Governor Kathy Hochul stood at a podium this week and thanked supporters for helping push New York's congestion pricing "over the line." Then she made the purpose of the program crystal clear: "We will continue to stand up to the Trump administration and say that ain't going anywhere, Mr. President. We are keeping our congestion pricing!"

Not "we're keeping it because it's working." Not "we're keeping it because New Yorkers love it." We're keeping it because it annoys the president.

Townhall's Amy Curtis flagged the clip, which came via RNC Research on July 8, and the reaction from actual New Yorkers — the ones writing the checks — was immediate. A user posting as GayRepublicanDad laid out what the policy looks like at street level: "Every time I pick my daughter up at soccer I have to pay the tax for the luxury of going home. When I visit relatives in Queens, I pay just to go home. She screwed all of us."

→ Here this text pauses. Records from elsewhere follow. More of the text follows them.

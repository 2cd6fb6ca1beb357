//! # Cash Withdrawal Commands
//!
//! ```text
//! available_cash(S1, 20/02/2024) ──► "70.00"      (advisory, for the form)
//!          │
//!          ▼
//! submit_withdrawals([{ S1, "80.00", ... }])
//!          │
//!          ▼
//! re-checked at commit ──► 422 EXCESSIVE_WITHDRAWAL "... short by 10.00"
//! ```

use serde::{Deserialize, Serialize};
use std::time::Instant;
use tracing::{debug, info};

use super::BatchAck;
use crate::error::ApiError;
use stockflow_core::rows::WithdrawRowInput;
use stockflow_core::validation::parse_date;
use stockflow_core::Money;
use stockflow_db::Database;

/// Cash available for withdrawal at a sales area on a date.
#[derive(Debug, Clone, PartialEq, Eq, Serialize, Deserialize)]
#[serde(rename_all = "camelCase")]
pub struct AvailableCashDto {
    pub sales_area_id: String,
    /// ISO date
    pub date: String,
    pub available_cents: i64,
    /// Formatted with two decimals
    pub available: String,
}

/// Parses and commits a batch of withdrawal rows.
///
/// Rows for the same sales area and date are cumulative.
pub async fn submit_withdrawals(
    db: &Database,
    rows: Vec<WithdrawRowInput>,
) -> Result<BatchAck, ApiError> {
    let start = Instant::now();
    debug!(rows = rows.len(), "submit_withdrawals command");

    let receipt = db.engine().submit_withdrawals(&rows).await?;

    info!(
        elapsed_ms = start.elapsed().as_secs_f64() * 1000.0,
        batch_id = %receipt.batch_id,
        rows = receipt.rows_applied,
        "submit_withdrawals complete"
    );

    Ok(receipt.into())
}

/// Cash sales minus withdrawals for `sales_area_id` on `date`.
///
/// ## Arguments
/// * `date` - "DD/MM/YYYY" or "YYYY-MM-DD"
pub async fn available_cash(
    db: &Database,
    sales_area_id: &str,
    date: &str,
) -> Result<AvailableCashDto, ApiError> {
    debug!(sales_area_id = %sales_area_id, date = %date, "available_cash command");

    let day = parse_date(date)?;
    let available: Money = db.engine().available_cash(sales_area_id, day).await?;

    Ok(AvailableCashDto {
        sales_area_id: sales_area_id.to_string(),
        date: day.to_string(),
        available_cents: available.cents(),
        available: available.to_string(),
    })
}
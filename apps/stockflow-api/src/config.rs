//! # API Configuration
//!
//! Settings for the command surface, read from environment variables.
//!
//! ## Variables
//! ```text
//! ┌────────────────────────────┬──────────────────┬──────────────────────────┐
//! │ Variable                   │ Default          │ Meaning                  │
//! ├────────────────────────────┼──────────────────┼──────────────────────────┤
//! │ STOCKFLOW_DB_PATH          │ ./stockflow.db   │ SQLite database file     │
//! │ STOCKFLOW_MAX_CONNECTIONS  │ 5                │ Pool size                │
//! │ STOCKFLOW_RUN_MIGRATIONS   │ true             │ Migrate on connect       │
//! └────────────────────────────┴──────────────────┴──────────────────────────┘
//! ```

use serde::{Deserialize, Serialize};
use std::env;

use stockflow_db::DbConfig;

const DEFAULT_DB_PATH: &str = "./stockflow.db";
const DEFAULT_MAX_CONNECTIONS: u32 = 5;

/// Command surface configuration.
#[derive(Debug, Clone, PartialEq, Eq, Serialize, Deserialize)]
#[serde(rename_all = "camelCase")]
pub struct ApiConfig {
    /// SQLite database file path
    pub db_path: String,

    /// Maximum pooled connections
    pub max_connections: u32,

    /// Apply pending migrations when connecting
    pub run_migrations: bool,
}

impl Default for ApiConfig {
    fn default() -> Self {
        ApiConfig {
            db_path: DEFAULT_DB_PATH.to_string(),
            max_connections: DEFAULT_MAX_CONNECTIONS,
            run_migrations: true,
        }
    }
}

impl ApiConfig {
    /// Loads configuration from environment variables.
    pub fn from_env() -> Result<Self, ConfigError> {
        Self::from_lookup(|key| env::var(key).ok())
    }

    /// Loads configuration through an arbitrary variable lookup.
    fn from_lookup(lookup: impl Fn(&str) -> Option<String>) -> Result<Self, ConfigError> {
        let config = ApiConfig {
            db_path: lookup("STOCKFLOW_DB_PATH").unwrap_or_else(|| DEFAULT_DB_PATH.to_string()),

            max_connections: lookup("STOCKFLOW_MAX_CONNECTIONS")
                .unwrap_or_else(|| DEFAULT_MAX_CONNECTIONS.to_string())
                .trim()
                .parse()
                .map_err(|_| ConfigError::InvalidValue("STOCKFLOW_MAX_CONNECTIONS".to_string()))?,

            run_migrations: lookup("STOCKFLOW_RUN_MIGRATIONS")
                .map(|v| parse_flag(&v))
                .transpose()
                .map_err(|_| ConfigError::InvalidValue("STOCKFLOW_RUN_MIGRATIONS".to_string()))?
                .unwrap_or(true),
        };

        if config.db_path.trim().is_empty() {
            return Err(ConfigError::MissingRequired("STOCKFLOW_DB_PATH".to_string()));
        }

        if config.max_connections == 0 {
            return Err(ConfigError::InvalidValue("STOCKFLOW_MAX_CONNECTIONS".to_string()));
        }

        Ok(config)
    }

    /// Database settings derived from this configuration.
    pub fn to_db_config(&self) -> DbConfig {
        DbConfig::new(&self.db_path)
            .max_connections(self.max_connections)
            .run_migrations(self.run_migrations)
    }
}

fn parse_flag(value: &str) -> Result<bool, ()> {
    match value.trim().to_ascii_lowercase().as_str() {
        "1" | "true" | "yes" | "on" => Ok(true),
        "0" | "false" | "no" | "off" => Ok(false),
        _ => Err(()),
    }
}

/// Configuration error types.
#[derive(Debug, thiserror::Error)]
pub enum ConfigError {
    #[error("Invalid value for {0}")]
    InvalidValue(String),

    #[error("Missing required configuration: {0}")]
    MissingRequired(String),
}
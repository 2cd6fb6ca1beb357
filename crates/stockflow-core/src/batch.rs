//! # Pending Batch
//!
//! In-memory staging of rows before a single commit.
//!
//! ## Staging Flow
//! ```text
//! ┌─────────────────────────────────────────────────────────────────────────┐
//! │                    Pending Batch Operations                             │
//! │                                                                         │
//! │  UI Action              PendingBatch              Effect               │
//! │  ─────────              ────────────              ──────               │
//! │                                                                         │
//! │  "Add row" ───────────► push(row) ──────────────► rows.push(row)       │
//! │                                                                         │
//! │  "Edit row" ──────────► replace(i, row) ────────► rows[i] = row        │
//! │                                                                         │
//! │  "Delete row" ────────► remove(i) ──────────────► rows.remove(i)       │
//! │                                                                         │
//! │  "Confirm" ───────────► into_rows() ────────────► one submit call      │
//! │                                                                         │
//! │  NOTE: editing only ever touches this list. Committed ledger records   │
//! │        are immutable; corrections are new offsetting rows.             │
//! └─────────────────────────────────────────────────────────────────────────┘
//! ```

use serde::{Deserialize, Serialize};

use crate::error::{CoreError, CoreResult};
use crate::MAX_BATCH_ROWS;

/// Rows staged for one commit, in submission order.
///
/// ## Invariants
/// - At most [`MAX_BATCH_ROWS`] rows
/// - Order is preserved; the engine applies rows in this order
#[derive(Debug, Clone, PartialEq, Eq, Serialize, Deserialize)]
#[serde(transparent)]
pub struct PendingBatch<R> {
    rows: Vec<R>,
}

impl<R> Default for PendingBatch<R> {
    fn default() -> Self {
        PendingBatch { rows: Vec::new() }
    }
}

impl<R> PendingBatch<R> {
    /// Creates an empty batch.
    pub fn new() -> Self {
        Self::default()
    }

    /// Appends a row. Returns the row's index.
    pub fn push(&mut self, row: R) -> CoreResult<usize> {
        if self.rows.len() >= MAX_BATCH_ROWS {
            return Err(CoreError::BatchTooLarge {
                max: MAX_BATCH_ROWS,
            });
        }
        self.rows.push(row);
        Ok(self.rows.len() - 1)
    }

    /// Replaces the row at `index`, returning the previous one.
    pub fn replace(&mut self, index: usize, row: R) -> CoreResult<R> {
        let len = self.rows.len();
        let slot = self
            .rows
            .get_mut(index)
            .ok_or(CoreError::RowIndexOutOfRange { index, len })?;
        Ok(std::mem::replace(slot, row))
    }

    /// Removes the row at `index`; later rows shift down by one.
    pub fn remove(&mut self, index: usize) -> CoreResult<R> {
        if index >= self.rows.len() {
            return Err(CoreError::RowIndexOutOfRange {
                index,
                len: self.rows.len(),
            });
        }
        Ok(self.rows.remove(index))
    }

    /// Row at `index`.
    pub fn get(&self, index: usize) -> Option<&R> {
        self.rows.get(index)
    }

    /// All staged rows.
    pub fn rows(&self) -> &[R] {
        &self.rows
    }

    pub fn len(&self) -> usize {
        self.rows.len()
    }

    pub fn is_empty(&self) -> bool {
        self.rows.is_empty()
    }

    /// Drops every row (after a successful commit or a cancel).
    pub fn clear(&mut self) {
        self.rows.clear();
    }

    /// Consumes the batch for submission.
    pub fn into_rows(self) -> Vec<R> {
        self.rows
    }
}

// =============================================================================
// Unit Tests
// =============================================================================
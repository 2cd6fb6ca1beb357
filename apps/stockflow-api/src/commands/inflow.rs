//! # Inflow Commands
//!
//! Stock arriving at a warehouse from a provider, another store, or a
//! returning sales area.

use std::time::Instant;
use tracing::{debug, info};

use super::BatchAck;
use crate::error::ApiError;
use stockflow_core::rows::InflowRowInput;
use stockflow_db::Database;

/// Parses and commits a batch of inflow rows.
///
/// ## Returns
/// The committed batch id, or the first failing row's error. Nothing is
/// written on error.
pub async fn submit_inflows(db: &Database, rows: Vec<InflowRowInput>) -> Result<BatchAck, ApiError> {
    let start = Instant::now();
    debug!(rows = rows.len(), "submit_inflows command");

    let receipt = db.engine().submit_inflows(&rows).await?;

    info!(
        elapsed_ms = start.elapsed().as_secs_f64() * 1000.0,
        batch_id = %receipt.batch_id,
        rows = receipt.rows_applied,
        "submit_inflows complete"
    );

    Ok(receipt.into())
}

#[cfg(test)]
mod tests {
    use super::*;
    use crate::commands::fixtures::{db, SALES_1, WAREHOUSE};
    use crate::error::ErrorCode;
    use stockflow_core::InflowSource;

    fn row(location: &str, quantity: &str) -> InflowRowInput {
        InflowRowInput {
            warehouse_id: location.to_string(),
            product_id: "P".to_string(),
            quantity: quantity.to_string(),
            source: InflowSource::Company {
                provider: "Acme Foods".to_string(),
            },
            date: "20/02/2024".to_string(),
            user_id: "ana".to_string(),
        }
    }

    #[tokio::test]
    async fn test_submit_inflows_acknowledges_batch() {
        let db = db().await;

        let ack = submit_inflows(&db, vec![row(WAREHOUSE, "50")]).await.unwrap();

        assert_eq!(ack.rows_applied, 1);
        assert!(!ack.batch_id.is_empty());
        assert_eq!(db.inventory().get_quantity(WAREHOUSE, "P").await.unwrap(), 50);
    }

    #[tokio::test]
    async fn test_submit_inflows_reports_bad_row() {
        let db = db().await;

        let err = submit_inflows(&db, vec![row(WAREHOUSE, "5"), row(WAREHOUSE, "five")])
            .await
            .unwrap_err();
        assert_eq!(err.code, ErrorCode::ValidationError);
        assert!(err.message.starts_with("Row 2:"), "{}", err.message);

        let err = submit_inflows(&db, vec![row(SALES_1, "5")]).await.unwrap_err();
        assert_eq!(err.status, 422);

        assert_eq!(db.inventory().get_quantity(WAREHOUSE, "P").await.unwrap(), 0);
    }
}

He's not exaggerating. Congestion pricing doesn't just hit Manhattan commuters from the suburbs. It hits residents who live inside the zone. Drive your own car in your own neighborhood — that's a taxable event now. Another New Yorker named Lisa put it more simply: "Imagine being taxed for driving your vehicle in your own neighborhood."

Hochul's full remarks leaned even harder into the framing. "You are an important part of us getting congestion pricing over the line," she told the crowd. "Cause it's 27 million fewer cars on the roads in our city!" That 27 million figure is doing a lot of heavy lifting, and she offered no timeframe or methodology to back it up. Just a big number and a bigger smile.

Meanwhile, the roads those cars have supposedly been cleared from feed into a transit system where New Yorkers are routinely assaulted, stabbed, pushed onto train tracks, and set on fire. The governor's priority isn't making the subway safe enough that people actually want to ride it. The priority is making driving expensive enough that they have no choice.

The Staten Island Young Republican Club responded with the question Hochul apparently never considered: "So because of a political spat with the President, you celebrate and cheer taxing your constituents, who go to work in your city, and state, to make a living, and provide for their families?"

Another commenter, Moshe Hill, pointed out that Hochul has appeared in more photo ops with Zohran Mamdani in six months than she did with Eric Adams in four years. That's a revealing data point. The governor is spending her political capital cozying up to a Democratic Socialist while taxing working families for the privilege of driving home.

This is the same party that, during the 2024 campaign, attacked President Trump's proposal to eliminate taxes on tips — right up until Kamala Harris quietly adopted the same idea and pretended she thought of it first. The pattern is consistent: oppose whatever Trump supports, support whatever Trump opposes, and figure out the policy justification later.

Hochul didn't say congestion pricing reduces emissions. She didn't say it funds infrastructure. She didn't cite ridership gains or air quality improvements. She said it sticks it to Trump.

When the stated purpose of a tax is to win a political argument, the people paying it aren't constituents. They're props.